Japan governance reforms: Coordinated reform, but investor voice must not weaken

Recently, Investment Stewardship finalised input[1] on three major Japanese reform initiatives: Tokyo Stock Exchange (TSE) Listing Rules changes on minority shareholder protection[2], revisions to the Corporate Governance Code[3], and the interim proposal on the review of the Companies Act[4]. Together, they show growing policy coordination, but better outcomes will depend on whether they strengthen accountability without weakening shareholder voice and minority protections.

Tokyo Skyline

Greater coordination, but an uneven package

These reform efforts are more coordinated than in the past, particularly around shareholder engagement, capital efficiency, and disclosure. 

The package, however, appears uneven. Some proposals could strengthen governance and transparency, while others risk weakening safeguards for shareholder voice and accountability. In our view, without sufficient specificity, the reforms may do too little to raise standards, especially among companies least inclined to move on their own. As Japan deepens engagement with global investors and broadens retail participation, this matters.

Much will also depend on whether key expectations on subjects such as board independence or Yuho timing remain in the ‘comply-or-explain' part of the Code rather than being left to interpretive guidance. 

Protecting minority shareholder voice

Recent TSE-led reforms have introduced some welcome steps to support minority shareholder protections. The latest Listing Rules consultation picks up similar concerns in quasi-controlled companies, including through better disclosure. 

At the same time, we believe some elements of the Companies Act consultation could pull in the opposite direction, whether by narrowing access to shareholder proposals or reducing procedural protections for minority shareholders in cash-out transactions.

If the long-standing ‘300 voting rights’ route were removed, leaving only the ownership-threshold, it would raise the bar for filing proposals, narrowing the range of issues that reach AGMs.

Virtual-only AGMs and other procedural changes could broaden access, including for beneficial owners investing through intermediaries. However, any move toward procedural efficiency should preserve shareholders’ ability to participate meaningfully, ask questions, and challenge boards.
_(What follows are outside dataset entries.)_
//! Properties of template synthesis that hold for whole topologies.

use camino::Utf8Path;
use rstest::{fixture, rstest};
use topogen::test_support::sample_topology;
use topogen::{
    DeploymentScope, Resource, ResourceKind, SynthesisError, Synthesizer, Topology,
    TopologyError, VirtualFileTree, parse_manifest,
};

const NAMESPACE_DECLARATION: &str = "'Microsoft.ServiceBus/namespaces@";
const QUEUE_DECLARATION: &str = "'Microsoft.ServiceBus/namespaces/queues@";

#[fixture]
fn synthesizer() -> Synthesizer {
    Synthesizer::new().unwrap_or_else(|err| panic!("templates should load: {err}"))
}

fn scope() -> DeploymentScope {
    DeploymentScope::new("dev", "eastus")
}

fn synthesize(synthesizer: &Synthesizer, topology: &Topology) -> VirtualFileTree {
    synthesizer
        .synthesize(topology, &scope())
        .unwrap_or_else(|err| panic!("synthesis should succeed: {err}"))
}

fn resources_template(tree: &VirtualFileTree) -> &str {
    tree.text(Utf8Path::new("infra/resources.bicep"))
        .unwrap_or_else(|| panic!("shared resource template should be generated"))
}

fn manifest(resources: &str) -> Topology {
    parse_manifest(&format!(r#"{{ "resources": {{ {resources} }} }}"#))
        .unwrap_or_else(|err| panic!("manifest should parse: {err}"))
}

#[rstest]
fn synthesis_is_deterministic(synthesizer: Synthesizer) {
    let topology = sample_topology();

    let first = synthesize(&synthesizer, &topology);
    let second = synthesize(&synthesizer, &topology);

    assert_eq!(first, second);
}

#[rstest]
fn synthesis_ignores_declaration_order(synthesizer: Synthesizer) {
    let forward: Vec<Resource> = sample_topology().resources().cloned().collect();
    let mut reversed = forward.clone();
    reversed.reverse();
    let mut rotated = forward.clone();
    rotated.rotate_left(2);

    let expected = synthesize(
        &synthesizer,
        &Topology::new(forward).unwrap_or_else(|err| panic!("forward: {err}")),
    );
    for resources in [reversed, rotated] {
        let topology = Topology::new(resources).unwrap_or_else(|err| panic!("permuted: {err}"));
        assert_eq!(synthesize(&synthesizer, &topology), expected);
    }
}

#[rstest]
fn topology_without_queues_emits_no_queue_block(synthesizer: Synthesizer) {
    let topology = manifest(
        r#""web": { "type": "project", "bindings": { "http": { "targetPort": 8080 } } },
           "orders": { "type": "postgres" }"#,
    );

    let tree = synthesize(&synthesizer, &topology);

    assert!(!resources_template(&tree).contains("Microsoft.ServiceBus"));
}

#[rstest]
fn one_queue_namespace_declares_each_queue_once(synthesizer: Synthesizer) {
    let topology = manifest(
        r#""web": { "type": "project", "bindings": { "http": { "targetPort": 8080 } } },
           "messaging": { "type": "service-bus", "queues": ["orders", "emails"] }"#,
    );

    let tree = synthesize(&synthesizer, &topology);
    let resources = resources_template(&tree);

    assert_eq!(resources.matches(NAMESPACE_DECLARATION).count(), 1);
    assert_eq!(resources.matches(QUEUE_DECLARATION).count(), 2);
}

#[rstest]
fn colliding_names_fail_instead_of_overwriting(synthesizer: Synthesizer) {
    let topology = Topology::new([
        Resource::new("My-Service", ResourceKind::Project),
        Resource::new("my_service", ResourceKind::Project),
    ])
    .unwrap_or_else(|err| panic!("distinct names should be accepted: {err}"));

    let err = synthesizer
        .synthesize(&topology, &scope())
        .expect_err("collision should fail");

    let SynthesisError::IdentifierCollision { first, second, .. } = err else {
        panic!("expected identifier collision, got {err}");
    };
    assert_eq!((first.as_str(), second.as_str()), ("My-Service", "my_service"));
}

#[test]
fn dangling_reference_is_rejected_at_construction() {
    let err = Topology::new([Resource::new("api", ResourceKind::Project)
        .with_env("ConnectionStrings__orders", "{orders.connectionString}")])
    .expect_err("missing datastore should be rejected");

    let TopologyError::DanglingReference { missing, .. } = err else {
        panic!("expected dangling reference, got {err}");
    };
    assert_eq!(missing, "orders");
}

#[rstest]
fn resource_token_changes_generated_names(synthesizer: Synthesizer) {
    let topology = sample_topology();

    let dev = synthesize(&synthesizer, &topology);
    let prod = synthesizer
        .synthesize(&topology, &DeploymentScope::new("prod", "eastus"))
        .unwrap_or_else(|err| panic!("synthesis should succeed: {err}"));

    assert_ne!(resources_template(&dev), resources_template(&prod));
    assert_eq!(
        dev.paths().collect::<Vec<_>>(),
        prod.paths().collect::<Vec<_>>()
    );
}
//! Behavioural smoke tests for the CLI entrypoint.

use std::fs;

use assert_cmd::Command;
use assert_cmd::cargo::cargo_bin_cmd;
use camino::Utf8PathBuf;
use predicates::prelude::*;
use rstest::{fixture, rstest};
use tempfile::TempDir;
use topogen::test_support::SAMPLE_MANIFEST;

struct Project {
    _tmp: TempDir,
    root: Utf8PathBuf,
}

impl Project {
    fn record_exposure(&self, names: &str) {
        let dir = self.root.join(".topogen/dev");
        fs::create_dir_all(&dir).unwrap_or_else(|err| panic!("create state dir: {err}"));
        fs::write(
            dir.join("config.toml"),
            format!("version = 1\n\n[services.app.config]\nexposedServices = [{names}]\n"),
        )
        .unwrap_or_else(|err| panic!("write environment config: {err}"));
    }
}

#[fixture]
fn project() -> Project {
    let tmp = TempDir::new().unwrap_or_else(|err| panic!("create project dir: {err}"));
    let root = Utf8PathBuf::from_path_buf(tmp.path().to_path_buf())
        .unwrap_or_else(|path| panic!("project dir is not UTF-8: {}", path.display()));
    fs::write(root.join("topology.json"), SAMPLE_MANIFEST)
        .unwrap_or_else(|err| panic!("write manifest: {err}"));
    Project { _tmp: tmp, root }
}

fn topogen(project: &Project) -> Command {
    let mut cmd = cargo_bin_cmd!("topogen");
    cmd.current_dir(&project.root)
        .env_remove("TOPOGEN_ENVIRONMENT")
        .env_remove("TOPOGEN_CONFIG_PATH")
        .env_remove("TOPOGEN_LOG");
    cmd
}

#[test]
fn help_lists_subcommands() {
    let mut cmd = cargo_bin_cmd!("topogen");
    cmd.arg("--help")
        .assert()
        .success()
        .stdout(predicate::str::contains("init"))
        .stdout(predicate::str::contains("render"))
        .stdout(predicate::str::contains("preview"))
        .stdout(predicate::str::contains("services"));
}

#[rstest]
fn services_lists_bindings_and_paths(project: Project) {
    topogen(&project)
        .args(["services", "--environment", "dev", "--project", project.root.as_str()])
        .assert()
        .success()
        .stdout(predicate::str::contains(
            "api\tproject\thttp:8081\tinternal\tsrc/Api/Api.csproj",
        ))
        .stdout(predicate::str::contains(
            "worker\tproject\t-\tinternal\tsrc/Worker/Worker.csproj",
        ));
}

#[rstest]
fn missing_environment_names_every_source(project: Project) {
    topogen(&project)
        .arg("services")
        .assert()
        .failure()
        .stderr(predicate::str::contains("TOPOGEN_ENVIRONMENT"))
        .stderr(predicate::str::contains("--environment"));
}

#[rstest]
fn init_without_prompts_fails_until_exposure_is_recorded(project: Project) {
    topogen(&project)
        .args(["init", "-e", "dev", "--no-prompt"])
        .assert()
        .failure()
        .stderr(predicate::str::contains("input required"));

    assert!(!project.root.join("infra").exists());
}

#[rstest]
fn init_uses_recorded_exposure(project: Project) {
    project.record_exposure(r#""web""#);

    topogen(&project)
        .args(["init", "-e", "dev", "--no-prompt"])
        .assert()
        .success()
        .stdout(predicate::str::contains("exposed services: web"));

    let descriptor = fs::read_to_string(project.root.join("src/Web/manifests/containerApp.tmpl.yaml"))
        .unwrap_or_else(|err| panic!("read web descriptor: {err}"));
    assert!(descriptor.contains("external: true"), "descriptor: {descriptor}");
}

#[rstest]
fn render_writes_only_shared_infrastructure(project: Project) {
    let out = project.root.join("out");

    topogen(&project)
        .args(["render", "-e", "dev", "--out", out.as_str()])
        .assert()
        .success();

    assert!(out.join("infra/main.bicep").is_file());
    assert!(out.join("infra/resources.bicep").is_file());
    assert!(!out.join("src").exists());
}

#[rstest]
fn preview_reports_new_files(project: Project) {
    topogen(&project)
        .args(["preview", "-e", "dev"])
        .assert()
        .success()
        .stdout(predicate::str::contains("new"))
        .stdout(predicate::str::contains("infra/main.bicep"));

    assert!(!project.root.join("infra").exists());
}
Independence on paper is not enough 

Some proposals take positive steps on board independence, including refining independence criteria or adjusting board-design rules in ways that could support wider adoption of Japan’s statutory three-committee structure.

In our view, independence requirements are important, but they need to be matched by board dynamics that allow genuine challenge, particularly where cross-shareholdings or structural conflicts remain. Stronger expectations around board composition, independent directors and board chairs, and Lead Independent Directors could support challenge where needed.

We welcome the Code’s continued focus on diversity, and its recognition of the connection between workforce expectations and board effectiveness. In Japan, this matters because structural constraints in the talent pipeline, such as linear career paths and limited mobility, can narrow the pool of candidates with senior decision‑making experience and limit the range of perspectives available at board level.

Disclosure, transparency, and timing

We welcome the long-awaited, coordinated regulatory push to improve disclosure, including progress toward a more streamlined reporting framework grounded in a ‘one report, one audit’ approach. Done well, this can reduce duplication and support timelier, decision-useful disclosure.

A key issue is the sequencing of annual securities reports (Yuho) and AGMs. Releasing the Yuho at or just before the AGM limits its value for stewardship and voting,  weakening board accountability. Shareholders should not be expected to vote before they have had a proper opportunity to review the annual securities report, including its fully audited financial statements.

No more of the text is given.